There are many different scenarios when building a data science workflow. No matter how complex the data analysis, every data scientist needs to deal with an important final step: communicate their findings to the different stakeholders — decision-makers, managers or clients. This final step is vital because if the findings cannot be understood, trusted or valued, then the entire analysis will be discarded and forgotten.
Besides the usual set of soft skills, data scientists can use data visualization to send a clear message in just a few slides. Data visualization uses colors, shapes, position and other visual channels to encode information so that humans can understand data way faster than by reading some text or looking at an Excel spreadsheet.
Below you will find my personal top five preferred charts to visualize data. These charts have been generated using KNIME Analytics Platform:
A scatter plot represents input data rows as points in a two-dimensional plot. It is useful for bivariate visual exploration as you can easily display in a two-dimensional space a strong relationship between two features (columns) in the data. Interactively experimenting with different input columns on the x-y axis and with different graphical properties can be an efficient strategy to find those relationships.
A sunburst chart displays categorical features through a hierarchy of rings. Each ring is sliced according to the nominal values in the corresponding feature and to the selected hierarchy. This is a powerful chart for multivariate analysis.
Stacked Area Chart
The stacked area chart plots multiple numerical features on top of each other using the previous line as the base reference. The areas in between the lines are colored for easier comparison. This chart is commonly used to visualize trending topics.
A bar chart visualizes one or more aggregated metrics for different data partitions with rectangular bars where the heights are proportional to the metric values. The partitions are defined by the values in a categorical feature.
The line plot maps numerical values in one or more data features (y-axis) against values in a reference feature (x-axis). Data points are connected via colored lines. If the reference column on the x-axis contains sorted time values, the line plot graphically represents the evolution of a time series.
I have shown you my personally preferred charts to visualize data: scatter plot, sunburst chart, stacked area chart, bar chart, and line plot.

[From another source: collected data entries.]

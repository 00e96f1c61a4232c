use std::path::PathBuf;
use std::sync::{Arc, Mutex};

use axum::extract::{Path, Request, State};
use axum::http::{header, HeaderMap, StatusCode};
use axum::middleware::{self, Next};
use axum::response::{IntoResponse, Response};
use axum::routing::{get, post};
use axum::{Json, Router};
use serde_json::{json, Value};

pub const TOKEN: &str = "token-7";

type AuthLog = Arc<Mutex<Vec<Option<String>>>>;

/// A stub backend on an ephemeral port. Records the Authorization
/// header of every request and serves canned JSON in both the wrapped
/// and bare envelope shapes the real backend uses.
pub struct TestBackend {
    pub base_url: String,
    auth_log: AuthLog,
}

impl TestBackend {
    /// The Authorization header of the most recent request, if any.
    pub fn last_auth(&self) -> Option<String> {
        self.auth_log
            .lock()
            .expect("auth log lock")
            .last()
            .cloned()
            .flatten()
    }
}

pub async fn spawn_backend() -> TestBackend {
    let auth_log: AuthLog = Arc::default();

    let app = Router::new()
        .route("/auth/login", post(login))
        .route("/auth/logout", post(logout))
        .route("/auth/profile", get(profile))
        .route("/categories", get(categories))
        .route("/game-rooms", get(rooms))
        .route("/game-rooms/:id", get(room))
        .route("/game-rooms/:id/join", post(join))
        .layer(middleware::from_fn_with_state(auth_log.clone(), record_auth));

    let listener = tokio::net::TcpListener::bind("127.0.0.1:0")
        .await
        .expect("bind stub backend");
    let addr = listener.local_addr().expect("stub backend address");
    tokio::spawn(async move {
        axum::serve(listener, app).await.expect("serve stub backend");
    });

    TestBackend {
        base_url: format!("http://{addr}"),
        auth_log,
    }
}

/// Per-test scratch directory for the credential cache.
pub fn test_data_dir() -> PathBuf {
    use std::sync::atomic::{AtomicU32, Ordering};
    static COUNTER: AtomicU32 = AtomicU32::new(0);
    let id = COUNTER.fetch_add(1, Ordering::SeqCst);
    let dir = std::env::temp_dir().join(format!("elg_client_it_{}_{}", std::process::id(), id));
    let _ = std::fs::remove_dir_all(&dir);
    dir
}

async fn record_auth(State(log): State<AuthLog>, req: Request, next: Next) -> Response {
    let auth = req
        .headers()
        .get(header::AUTHORIZATION)
        .and_then(|v| v.to_str().ok())
        .map(str::to_string);
    log.lock().expect("auth log lock").push(auth);
    next.run(req).await
}

fn bearer(headers: &HeaderMap) -> Option<&str> {
    headers
        .get(header::AUTHORIZATION)
        .and_then(|v| v.to_str().ok())
        .and_then(|v| v.strip_prefix("Bearer "))
}

fn member() -> Value {
    json!({
        "id": 7,
        "name": "Kana",
        "email": "kana@example.com",
        "score": 120,
        "level": 3,
        "created_at": "2024-01-01T00:00:00Z",
        "updated_at": "2024-01-01T00:00:00Z"
    })
}

fn room_value(id: i64) -> Value {
    json!({
        "id": id,
        "name": format!("Room {id}"),
        "description": "Practice lobby",
        "category_id": null,
        "owner_id": 7,
        "max_players": 4,
        "current_players": 1,
        "question_count": 10,
        "status": "waiting",
        "is_private": false,
        "password": null,
        "settings": null,
        "created_at": "2024-01-01T00:00:00Z",
        "updated_at": "2024-01-01T00:00:00Z",
        "owner": null,
        "players": [{
            "id": 1,
            "room_id": id,
            "member_id": 7,
            "is_ready": false,
            "joined_at": "2024-01-01T00:00:00Z",
            "left_at": null,
            "member": member()
        }],
        "category": null
    })
}

async fn login(Json(body): Json<Value>) -> impl IntoResponse {
    if body["password"] == "secret" {
        // The nested shape: account under data.member, sibling token.
        (
            StatusCode::OK,
            Json(json!({
                "success": true,
                "data": { "member": member(), "token": TOKEN }
            })),
        )
    } else {
        (
            StatusCode::UNAUTHORIZED,
            Json(json!({ "message": "Invalid credentials" })),
        )
    }
}

async fn logout(headers: HeaderMap) -> impl IntoResponse {
    if bearer(&headers) == Some(TOKEN) {
        (StatusCode::OK, Json(json!({ "success": true })))
    } else {
        (
            StatusCode::UNAUTHORIZED,
            Json(json!({ "message": "Unauthenticated." })),
        )
    }
}

async fn profile(headers: HeaderMap) -> impl IntoResponse {
    if bearer(&headers) == Some(TOKEN) {
        (StatusCode::OK, Json(member()))
    } else {
        (
            StatusCode::UNAUTHORIZED,
            Json(json!({ "message": "Unauthenticated." })),
        )
    }
}

async fn categories() -> Json<Value> {
    // Wrapped envelope shape.
    Json(json!({
        "success": true,
        "data": [{
            "id": 1,
            "name": "Grammar",
            "description": "Tenses and structures",
            "difficulty_level": 2,
            "is_active": true,
            "created_at": "2024-01-01T00:00:00Z",
            "updated_at": "2024-01-01T00:00:00Z"
        }]
    }))
}

async fn rooms() -> Json<Value> {
    // Bare payload shape, no envelope.
    Json(json!([room_value(1), room_value(2)]))
}

async fn room(Path(id): Path<i64>) -> Json<Value> {
    Json(json!({ "success": true, "data": room_value(id) }))
}

async fn join(Path(id): Path<i64>) -> impl IntoResponse {
    if id == 99 {
        (
            StatusCode::CONFLICT,
            Json(json!({ "message": "Room is full" })),
        )
    } else {
        (StatusCode::OK, Json(json!({ "success": true })))
    }
}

They are very basic charts but yet very powerful. Interesting information can be understood from these charts about bivariate analysis and the relationship between pairs of input features (scatter plot), multivariate analysis of nominal input features (sunburst chart), feature evolution over time (stacked area chart) such as topic trending, comparison of aggregated metrics instead of investigating the single data points (bar chart), and finally evolution over time of time series (line plot).